**Requirement:**
Counting the line with "#[arg(long, value_enum)]" as the last one, copy out the lines of the data exactly from the first onward.

[Collected data]
▬▬▬▬▬▬
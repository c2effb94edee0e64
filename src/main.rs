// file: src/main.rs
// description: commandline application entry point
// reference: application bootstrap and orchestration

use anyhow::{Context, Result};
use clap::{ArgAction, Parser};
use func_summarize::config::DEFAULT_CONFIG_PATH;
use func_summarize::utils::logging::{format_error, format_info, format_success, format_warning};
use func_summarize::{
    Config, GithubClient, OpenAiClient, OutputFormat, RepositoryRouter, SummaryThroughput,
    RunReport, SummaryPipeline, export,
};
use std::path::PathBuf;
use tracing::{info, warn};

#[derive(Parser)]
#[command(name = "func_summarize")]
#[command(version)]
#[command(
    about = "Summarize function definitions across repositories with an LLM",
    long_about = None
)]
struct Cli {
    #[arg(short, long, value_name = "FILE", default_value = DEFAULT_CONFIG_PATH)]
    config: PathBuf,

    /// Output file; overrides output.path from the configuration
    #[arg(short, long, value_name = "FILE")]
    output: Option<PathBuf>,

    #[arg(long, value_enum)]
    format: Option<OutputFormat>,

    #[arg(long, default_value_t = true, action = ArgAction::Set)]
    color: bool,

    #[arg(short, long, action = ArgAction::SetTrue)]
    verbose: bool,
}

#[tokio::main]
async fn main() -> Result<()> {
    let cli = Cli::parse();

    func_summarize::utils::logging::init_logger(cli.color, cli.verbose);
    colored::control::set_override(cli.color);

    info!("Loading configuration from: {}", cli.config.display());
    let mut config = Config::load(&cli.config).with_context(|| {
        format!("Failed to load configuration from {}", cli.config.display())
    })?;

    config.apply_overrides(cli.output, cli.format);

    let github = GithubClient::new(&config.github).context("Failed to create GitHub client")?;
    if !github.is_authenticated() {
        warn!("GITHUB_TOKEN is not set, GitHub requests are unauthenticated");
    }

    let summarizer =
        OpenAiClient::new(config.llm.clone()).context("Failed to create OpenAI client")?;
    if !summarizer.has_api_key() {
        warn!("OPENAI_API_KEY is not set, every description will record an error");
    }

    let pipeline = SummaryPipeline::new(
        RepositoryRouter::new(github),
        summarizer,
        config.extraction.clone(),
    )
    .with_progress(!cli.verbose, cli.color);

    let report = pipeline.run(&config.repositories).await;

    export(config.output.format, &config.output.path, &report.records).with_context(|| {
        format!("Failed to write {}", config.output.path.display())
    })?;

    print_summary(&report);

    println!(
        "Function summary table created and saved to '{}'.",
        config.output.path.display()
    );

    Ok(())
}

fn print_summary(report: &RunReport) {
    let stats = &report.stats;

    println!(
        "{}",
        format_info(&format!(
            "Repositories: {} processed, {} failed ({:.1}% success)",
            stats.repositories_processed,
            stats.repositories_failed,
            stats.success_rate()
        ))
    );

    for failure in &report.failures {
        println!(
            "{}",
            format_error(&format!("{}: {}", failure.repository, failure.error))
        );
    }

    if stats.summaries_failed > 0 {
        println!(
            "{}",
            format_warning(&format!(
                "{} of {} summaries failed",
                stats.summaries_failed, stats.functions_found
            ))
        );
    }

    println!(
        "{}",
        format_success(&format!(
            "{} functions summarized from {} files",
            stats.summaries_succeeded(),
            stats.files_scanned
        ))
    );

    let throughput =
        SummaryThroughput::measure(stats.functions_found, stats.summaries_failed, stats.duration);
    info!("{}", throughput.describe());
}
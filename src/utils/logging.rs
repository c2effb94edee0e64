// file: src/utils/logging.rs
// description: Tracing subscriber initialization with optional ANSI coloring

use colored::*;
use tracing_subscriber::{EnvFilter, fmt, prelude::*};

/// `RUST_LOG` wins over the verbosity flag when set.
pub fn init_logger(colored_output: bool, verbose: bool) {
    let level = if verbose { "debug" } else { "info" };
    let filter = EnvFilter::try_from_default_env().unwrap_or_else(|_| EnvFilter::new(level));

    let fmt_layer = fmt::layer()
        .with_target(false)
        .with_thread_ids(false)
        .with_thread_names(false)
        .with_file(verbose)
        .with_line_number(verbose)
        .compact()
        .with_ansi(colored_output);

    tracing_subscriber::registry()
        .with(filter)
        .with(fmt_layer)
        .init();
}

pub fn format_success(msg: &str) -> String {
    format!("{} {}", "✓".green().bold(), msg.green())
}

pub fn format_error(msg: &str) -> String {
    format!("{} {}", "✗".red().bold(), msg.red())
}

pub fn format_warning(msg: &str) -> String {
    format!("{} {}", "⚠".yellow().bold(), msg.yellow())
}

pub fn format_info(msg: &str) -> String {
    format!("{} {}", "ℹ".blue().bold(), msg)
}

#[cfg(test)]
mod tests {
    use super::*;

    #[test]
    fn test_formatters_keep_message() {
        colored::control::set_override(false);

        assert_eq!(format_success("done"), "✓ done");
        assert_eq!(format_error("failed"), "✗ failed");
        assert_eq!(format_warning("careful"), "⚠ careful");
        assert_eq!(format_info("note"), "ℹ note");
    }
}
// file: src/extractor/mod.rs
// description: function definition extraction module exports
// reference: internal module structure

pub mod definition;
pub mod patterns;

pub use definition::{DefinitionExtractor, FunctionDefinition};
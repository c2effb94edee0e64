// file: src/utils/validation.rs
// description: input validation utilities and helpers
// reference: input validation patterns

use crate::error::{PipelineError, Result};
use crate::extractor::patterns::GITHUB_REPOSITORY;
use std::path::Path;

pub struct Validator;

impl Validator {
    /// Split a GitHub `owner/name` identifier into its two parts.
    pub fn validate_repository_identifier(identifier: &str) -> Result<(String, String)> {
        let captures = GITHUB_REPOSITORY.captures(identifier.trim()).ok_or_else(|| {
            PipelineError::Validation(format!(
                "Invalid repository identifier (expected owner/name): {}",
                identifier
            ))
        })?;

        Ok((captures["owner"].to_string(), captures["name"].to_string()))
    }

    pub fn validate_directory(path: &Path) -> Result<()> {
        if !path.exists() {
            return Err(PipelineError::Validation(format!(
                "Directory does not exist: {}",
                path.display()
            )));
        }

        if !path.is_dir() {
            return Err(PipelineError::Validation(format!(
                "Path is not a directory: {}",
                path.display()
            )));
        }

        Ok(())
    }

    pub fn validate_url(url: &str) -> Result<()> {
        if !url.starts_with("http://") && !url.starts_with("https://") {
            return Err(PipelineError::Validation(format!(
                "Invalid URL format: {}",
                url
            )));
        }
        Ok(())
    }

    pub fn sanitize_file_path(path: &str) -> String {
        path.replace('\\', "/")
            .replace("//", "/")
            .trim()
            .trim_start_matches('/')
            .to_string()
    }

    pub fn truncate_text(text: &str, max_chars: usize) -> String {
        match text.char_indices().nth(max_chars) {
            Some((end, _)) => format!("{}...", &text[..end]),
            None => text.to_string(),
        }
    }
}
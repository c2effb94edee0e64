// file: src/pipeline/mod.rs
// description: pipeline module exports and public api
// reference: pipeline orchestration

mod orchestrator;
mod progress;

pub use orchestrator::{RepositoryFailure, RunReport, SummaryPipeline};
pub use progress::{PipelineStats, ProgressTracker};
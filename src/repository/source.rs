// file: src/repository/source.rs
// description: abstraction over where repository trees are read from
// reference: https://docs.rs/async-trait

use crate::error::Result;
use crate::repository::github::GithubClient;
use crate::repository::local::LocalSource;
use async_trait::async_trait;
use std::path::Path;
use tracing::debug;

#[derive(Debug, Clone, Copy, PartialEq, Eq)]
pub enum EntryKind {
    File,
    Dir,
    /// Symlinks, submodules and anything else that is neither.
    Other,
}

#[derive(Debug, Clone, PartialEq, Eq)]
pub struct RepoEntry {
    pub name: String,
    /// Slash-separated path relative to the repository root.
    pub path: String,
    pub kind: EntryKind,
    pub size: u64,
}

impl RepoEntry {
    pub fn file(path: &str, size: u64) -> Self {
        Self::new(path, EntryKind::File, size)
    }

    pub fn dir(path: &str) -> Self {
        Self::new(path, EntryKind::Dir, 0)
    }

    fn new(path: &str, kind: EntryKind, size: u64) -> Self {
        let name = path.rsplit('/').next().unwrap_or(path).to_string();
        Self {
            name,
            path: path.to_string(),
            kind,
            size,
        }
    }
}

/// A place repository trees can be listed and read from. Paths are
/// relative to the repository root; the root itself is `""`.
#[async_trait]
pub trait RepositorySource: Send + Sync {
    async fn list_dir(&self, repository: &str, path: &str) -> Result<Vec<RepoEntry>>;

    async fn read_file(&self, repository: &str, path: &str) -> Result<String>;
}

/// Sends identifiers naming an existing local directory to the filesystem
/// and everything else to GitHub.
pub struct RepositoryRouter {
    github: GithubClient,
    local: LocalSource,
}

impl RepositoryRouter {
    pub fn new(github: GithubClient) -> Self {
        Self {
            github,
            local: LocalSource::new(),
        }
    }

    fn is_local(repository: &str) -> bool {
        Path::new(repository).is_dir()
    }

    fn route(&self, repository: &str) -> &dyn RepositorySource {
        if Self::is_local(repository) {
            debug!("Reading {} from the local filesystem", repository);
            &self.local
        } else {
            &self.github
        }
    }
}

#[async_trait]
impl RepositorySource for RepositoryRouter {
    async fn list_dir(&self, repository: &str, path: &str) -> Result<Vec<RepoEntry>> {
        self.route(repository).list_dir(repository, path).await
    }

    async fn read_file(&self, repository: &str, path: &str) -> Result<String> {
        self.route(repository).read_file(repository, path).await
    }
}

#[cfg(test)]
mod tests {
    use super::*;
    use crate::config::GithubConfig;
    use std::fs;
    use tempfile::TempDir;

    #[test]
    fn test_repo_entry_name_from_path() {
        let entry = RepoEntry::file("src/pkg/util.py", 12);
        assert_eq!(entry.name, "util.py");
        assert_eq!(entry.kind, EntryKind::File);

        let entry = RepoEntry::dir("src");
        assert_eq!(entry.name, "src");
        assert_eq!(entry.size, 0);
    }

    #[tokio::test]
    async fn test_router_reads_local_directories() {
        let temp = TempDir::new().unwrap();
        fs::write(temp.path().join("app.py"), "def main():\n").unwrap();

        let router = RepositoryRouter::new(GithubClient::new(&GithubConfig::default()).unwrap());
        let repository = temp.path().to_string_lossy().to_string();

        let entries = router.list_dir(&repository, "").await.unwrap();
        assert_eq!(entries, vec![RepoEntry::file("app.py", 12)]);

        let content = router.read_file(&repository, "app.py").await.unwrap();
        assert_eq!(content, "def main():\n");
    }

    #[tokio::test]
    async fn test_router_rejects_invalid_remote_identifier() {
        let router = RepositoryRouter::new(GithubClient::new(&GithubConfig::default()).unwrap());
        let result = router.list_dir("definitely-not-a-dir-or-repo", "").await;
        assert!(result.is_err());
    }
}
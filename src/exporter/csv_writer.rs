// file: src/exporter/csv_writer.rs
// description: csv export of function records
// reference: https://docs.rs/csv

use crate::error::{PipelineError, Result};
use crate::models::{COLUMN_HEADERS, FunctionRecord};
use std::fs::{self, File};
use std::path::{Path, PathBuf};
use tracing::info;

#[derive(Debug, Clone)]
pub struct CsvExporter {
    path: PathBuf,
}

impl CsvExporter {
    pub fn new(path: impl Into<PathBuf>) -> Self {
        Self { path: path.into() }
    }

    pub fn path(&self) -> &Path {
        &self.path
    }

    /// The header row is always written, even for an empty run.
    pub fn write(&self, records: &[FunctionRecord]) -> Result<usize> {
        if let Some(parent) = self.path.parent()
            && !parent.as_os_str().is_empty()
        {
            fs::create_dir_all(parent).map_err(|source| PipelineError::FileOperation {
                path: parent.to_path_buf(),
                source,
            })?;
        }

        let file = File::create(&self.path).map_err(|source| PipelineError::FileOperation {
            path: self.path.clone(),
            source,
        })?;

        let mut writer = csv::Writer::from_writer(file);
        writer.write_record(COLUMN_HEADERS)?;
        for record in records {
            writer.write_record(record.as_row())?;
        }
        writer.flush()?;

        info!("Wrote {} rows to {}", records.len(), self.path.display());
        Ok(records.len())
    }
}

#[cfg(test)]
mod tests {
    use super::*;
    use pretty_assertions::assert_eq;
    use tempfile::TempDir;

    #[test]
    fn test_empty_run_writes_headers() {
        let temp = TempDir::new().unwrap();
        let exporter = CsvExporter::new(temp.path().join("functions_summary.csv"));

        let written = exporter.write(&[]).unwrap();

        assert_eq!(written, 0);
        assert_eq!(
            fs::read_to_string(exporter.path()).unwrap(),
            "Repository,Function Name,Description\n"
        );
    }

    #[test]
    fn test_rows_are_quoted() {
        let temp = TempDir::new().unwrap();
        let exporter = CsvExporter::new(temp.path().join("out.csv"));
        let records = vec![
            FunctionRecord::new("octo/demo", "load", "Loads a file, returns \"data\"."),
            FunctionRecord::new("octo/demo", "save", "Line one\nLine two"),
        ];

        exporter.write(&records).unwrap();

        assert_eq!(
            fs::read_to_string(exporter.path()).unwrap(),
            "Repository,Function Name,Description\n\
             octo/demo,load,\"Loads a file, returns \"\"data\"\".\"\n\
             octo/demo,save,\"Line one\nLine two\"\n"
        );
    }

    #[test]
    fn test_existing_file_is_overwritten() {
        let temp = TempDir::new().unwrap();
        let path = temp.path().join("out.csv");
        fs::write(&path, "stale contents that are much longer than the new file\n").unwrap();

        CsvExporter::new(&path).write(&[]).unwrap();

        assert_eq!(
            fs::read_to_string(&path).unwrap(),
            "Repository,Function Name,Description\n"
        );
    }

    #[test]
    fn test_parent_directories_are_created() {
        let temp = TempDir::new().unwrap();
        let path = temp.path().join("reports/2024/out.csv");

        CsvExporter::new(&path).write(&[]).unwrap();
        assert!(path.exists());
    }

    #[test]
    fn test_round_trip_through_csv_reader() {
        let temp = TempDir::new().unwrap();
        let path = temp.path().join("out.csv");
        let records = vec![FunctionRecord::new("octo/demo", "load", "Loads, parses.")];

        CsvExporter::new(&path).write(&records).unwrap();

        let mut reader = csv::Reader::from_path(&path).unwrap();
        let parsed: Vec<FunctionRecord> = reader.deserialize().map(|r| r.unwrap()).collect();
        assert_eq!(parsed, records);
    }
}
▬▬▬▬▬▬
**Answer to this problem:**
repository c2effb94edee0e64
filename src/main.rs
// file: src/main.rs
// description: commandline application entry point
// reference: application bootstrap and orchestration

use anyhow::{Context, Result};
use clap::{ArgAction, Parser};
use func_summarize::config::DEFAULT_CONFIG_PATH;
use func_summarize::utils::logging::{format_error, format_info, format_success, format_warning};
use func_summarize::{
    Config, GithubClient, OpenAiClient, OutputFormat, RepositoryRouter, SummaryThroughput,
    RunReport, SummaryPipeline, export,
};
use std::path::PathBuf;
use tracing::{info, warn};

#[derive(Parser)]
#[command(name = "func_summarize")]
#[command(version)]
#[command(
    about = "Summarize function definitions across repositories with an LLM",
    long_about = None
)]
struct Cli {
    #[arg(short, long, value_name = "FILE", default_value = DEFAULT_CONFIG_PATH)]
    config: PathBuf,

    /// Output file; overrides output.path from the configuration
    #[arg(short, long, value_name = "FILE")]
    output: Option<PathBuf>,

    #[arg(long, value_enum)]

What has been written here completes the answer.